ROMA - "La disabilità è negli occhi di chi guarda, senza arti l'esistenza può essere più complicata ma non meno bella". Giusy Versace, atleta paralimpica e conduttrice tv, si presenta così, a Roma, ai ragazzi della Summer school dell'agenzia Dire, in un racconto che ha ripercorso tutte le attività private e professionali dell'atleta. Ospite in redazione, questa mattina Giusy ha parlato ai giovani studenti della sua esperienza di vita, dalle prime attività lavorative fino all'ultima avventura in Parlamento. Nata a Reggio Calabria ma approdata a Milano per lavoro, Giusy ha iniziato la sua carriera nel mondo della moda ma, a causa di un terribile incidente automobilistico, quando aveva solo 28 anni ha perso entrambe le gambe. Un evento che ha cambiato la sua vita, senza tuttavia farla precipitare. Dopo due anni di riabilitazione Giusy si è risollevata, trovando in sé la forza di reagire e scoprendo l'amore per lo sport. Prima atleta italiana a correre con un'amputazione bilaterale, nel 2010 ha indossato le protesi di carbonio e si è avvicinata al mondo dell'atletica. "Noi non possiamo decidere gli eventi della nostra vita, ma possiamo scegliere come affrontarli- ha detto ai ragazzi- Ho lavorato, ho pianto, ho sudato e alla fine mi sono rialzata, basta volerlo".
 
Una motivazione che ha portato Giusy Versace a vincere, in sette anni, ben undici titoli italiani sui 60, 100, 200 e 400 metri. Ma lo sport non ha assorbito tutte le sue energie, grazie a cui ha anche scritto un'autobiografia ('Con la testa e con il cuore si va ovunque’) ed è diventata ambasciatrice di 'Save the Dream', campagna internazionale di promozione dell'integrità sportiva tra i giovani. "Ogni cosa che ho fatto è stata una sfida per me stessa- ha risposto ai ragazzi che le hanno chiesto, incuriositi, quale tra le attività svolte preferisse- Con una testa forte e un cuore pulito, si può arrivare ovunque".
 
Infine, per i giovani appassionati di giornalismo, l'invito è quello di documentarsi e approfondire per leggere la realtà in maniera più chiara.
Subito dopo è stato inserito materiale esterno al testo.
//! Raw client adapter contract.
//!
//! The node's wire protocol is out of scope: implementations of
//! [`RawClient`] translate whatever the node speaks into the normalized
//! shapes below. Only [`RetryingClient`] knows about retries.

use std::future::Future;

use async_trait::async_trait;
use chrono::{DateTime, Utc};
use serde::{Deserialize, Serialize};
use serde_json::Value;
use sha2::{Digest, Sha256};

use chainetl_core::error::IndexerError;
use chainetl_core::retry::{RetryConfig, RetryPolicy};
use chainetl_core::types::{BlockHeader, BlockId};

/// Transfers to this address destroy the amount.
pub const BURN_ADDRESS: &str = "tz1burnburnburnburnburnburnburjAYjjX";

/// Returns `true` for originated (smart contract) addresses.
pub fn is_contract_address(address: &str) -> bool {
    address.starts_with("KT1")
}

/// First 8 bytes of the SHA-256 of `value`'s JSON encoding.
pub fn hash64(value: &Value) -> u64 {
    let bytes = serde_json::to_vec(value).unwrap_or_default();
    let digest = Sha256::digest(&bytes);
    let mut buf = [0u8; 8];
    buf.copy_from_slice(&digest[..8]);
    u64::from_be_bytes(buf)
}

// ─── Balance updates ──────────────────────────────────────────────────────────

#[derive(Debug, Clone, Copy, PartialEq, Eq, Serialize, Deserialize)]
#[serde(rename_all = "snake_case")]
pub enum UpdateKind {
    Contract,
    Freezer,
    Accumulator,
    Minted,
    Burned,
    Commitment,
}

#[derive(Debug, Clone, Copy, Default, PartialEq, Eq, Serialize, Deserialize)]
#[serde(rename_all = "snake_case")]
pub enum UpdateCategory {
    #[default]
    None,
    Deposits,
    Rewards,
    Fees,
    LostRewards,
    LostFees,
    BakingRewards,
    BakingBonuses,
    BlockFees,
    EndorsingRewards,
    LostEndorsingRewards,
    LostNonceRewards,
    NonceRevelationRewards,
    DoubleSigningRewards,
    Punishments,
    StorageFees,
    Subsidy,
    Invoice,
    Bootstrap,
}

#[derive(Debug, Clone, Copy, Default, PartialEq, Eq, Serialize, Deserialize)]
#[serde(rename_all = "snake_case")]
pub enum UpdateOrigin {
    #[default]
    Block,
    Migration,
    Subsidy,
}

/// One balance change reported by the node.
#[derive(Debug, Clone, PartialEq, Eq, Serialize, Deserialize)]
pub struct BalanceUpdate {
    /// Owner; `None` for sinks and sources (mint, burn, accumulators).
    #[serde(default)]
    pub address: Option<String>,
    pub kind: UpdateKind,
    #[serde(default)]
    pub category: UpdateCategory,
    pub change: i64,
    #[serde(default)]
    pub origin: UpdateOrigin,
}

impl BalanceUpdate {
    pub fn contract(address: &str, category: UpdateCategory, change: i64) -> Self {
        Self {
            address: Some(address.to_string()),
            kind: UpdateKind::Contract,
            category,
            change,
            origin: UpdateOrigin::Block,
        }
    }

    pub fn freezer(address: &str, category: UpdateCategory, change: i64) -> Self {
        Self {
            address: Some(address.to_string()),
            kind: UpdateKind::Freezer,
            category,
            change,
            origin: UpdateOrigin::Block,
        }
    }

    /// An update without an owning account.
    pub fn sink(kind: UpdateKind, category: UpdateCategory, change: i64) -> Self {
        Self {
            address: None,
            kind,
            category,
            change,
            origin: UpdateOrigin::Block,
        }
    }

    pub fn with_origin(mut self, origin: UpdateOrigin) -> Self {
        self.origin = origin;
        self
    }
}

// ─── Scripts and bigmaps ──────────────────────────────────────────────────────

/// A bigmap allocated by a contract's storage.
#[derive(Debug, Clone, PartialEq, Serialize, Deserialize)]
pub struct BigmapDecl {
    pub id: i64,
    pub key_type: Value,
    pub value_type: Value,
}

/// Contract code and initial storage.
#[derive(Debug, Clone, PartialEq, Serialize, Deserialize)]
pub struct Script {
    pub code: Value,
    pub storage: Value,
    #[serde(default)]
    pub bigmaps: Vec<BigmapDecl>,
}

impl Script {
    /// Reject scripts whose code section is not a non-empty sequence.
    pub fn check(&self, address: &str) -> Result<(), IndexerError> {
        match self.code.as_array() {
            Some(code) if !code.is_empty() => Ok(()),
            _ => Err(IndexerError::MalformedScript {
                address: address.to_string(),
                reason: "code is not a non-empty sequence".into(),
            }),
        }
    }

    pub fn code_hash(&self) -> u64 {
        hash64(&self.code)
    }
}

#[derive(Debug, Clone, Copy, PartialEq, Eq, Serialize, Deserialize)]
#[serde(rename_all = "snake_case")]
pub enum BigmapAction {
    Alloc,
    Update,
    Remove,
    Copy,
}

#[derive(Debug, Clone, PartialEq, Serialize, Deserialize)]
pub struct RawBigmapDiff {
    pub action: BigmapAction,
    pub id: i64,
    #[serde(default)]
    pub key: Option<Value>,
    #[serde(default)]
    pub value: Option<Value>,
    #[serde(default)]
    pub key_type: Option<Value>,
    #[serde(default)]
    pub value_type: Option<Value>,
    #[serde(default)]
    pub source_id: Option<i64>,
}

// ─── Operations ───────────────────────────────────────────────────────────────

#[derive(Debug, Clone, Copy, Default, PartialEq, Eq, Serialize, Deserialize)]
#[serde(rename_all = "snake_case")]
pub enum OpStatus {
    #[default]
    Applied,
    Failed,
    Backtracked,
    Skipped,
}

/// Execution result of a manager or internal operation.
#[derive(Debug, Clone, Default, PartialEq, Serialize, Deserialize)]
#[serde(default)]
pub struct OpResult {
    pub status: OpStatus,
    pub consumed_gas: i64,
    pub paid_storage_size_diff: i64,
    pub balance_updates: Vec<BalanceUpdate>,
    pub originated_contracts: Vec<String>,
    pub storage: Option<Value>,
    pub bigmap_diff: Vec<RawBigmapDiff>,
}

/// Fields shared by all manager operations.
#[derive(Debug, Clone, Default, PartialEq, Serialize, Deserialize)]
pub struct ManagerOp {
    pub source: String,
    pub fee: i64,
    #[serde(default)]
    pub counter: u64,
    pub gas_limit: i64,
    pub storage_limit: i64,
    /// Fee payment (debit of `source`, credit of the baker or accumulator).
    #[serde(default)]
    pub fee_updates: Vec<BalanceUpdate>,
    #[serde(default)]
    pub result: OpResult,
}

#[derive(Debug, Clone, PartialEq, Serialize, Deserialize)]
pub struct Parameters {
    pub entrypoint: String,
    pub value: Value,
}

#[derive(Debug, Clone, Copy, PartialEq, Eq, Serialize, Deserialize)]
#[serde(rename_all = "snake_case")]
pub enum InternalKind {
    Transaction,
    Origination,
    Delegation,
}

/// An operation emitted by a contract during execution.
#[derive(Debug, Clone, PartialEq, Serialize, Deserialize)]
pub struct InternalOp {
    pub kind: InternalKind,
    pub source: String,
    #[serde(default)]
    pub destination: Option<String>,
    #[serde(default)]
    pub amount: i64,
    #[serde(default)]
    pub delegate: Option<String>,
    #[serde(default)]
    pub parameters: Option<Parameters>,
    #[serde(default)]
    pub script: Option<Script>,
    #[serde(default)]
    pub result: OpResult,
}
Oggi, dopo aver partecipato ai Campionati europei e alle Olimpiadi paralimpiche di Rio 2016, Giusy coltiva la passione per lo sport come conduttrice televisiva, e ha portato i temi della disabilità sportiva anche in Parlamento, come la sua proposta di legge per l'erogazione degli ausili sportivi ai disabili tramite il Servizio sanitario nazionale.
 
"Avevo deciso di correre anche per chi non ha le gambe- ha concluso davanti agli studenti alla 'Dire'- e continuerò a promuovere lo sport come mezzo di terapia e inclusione sociale".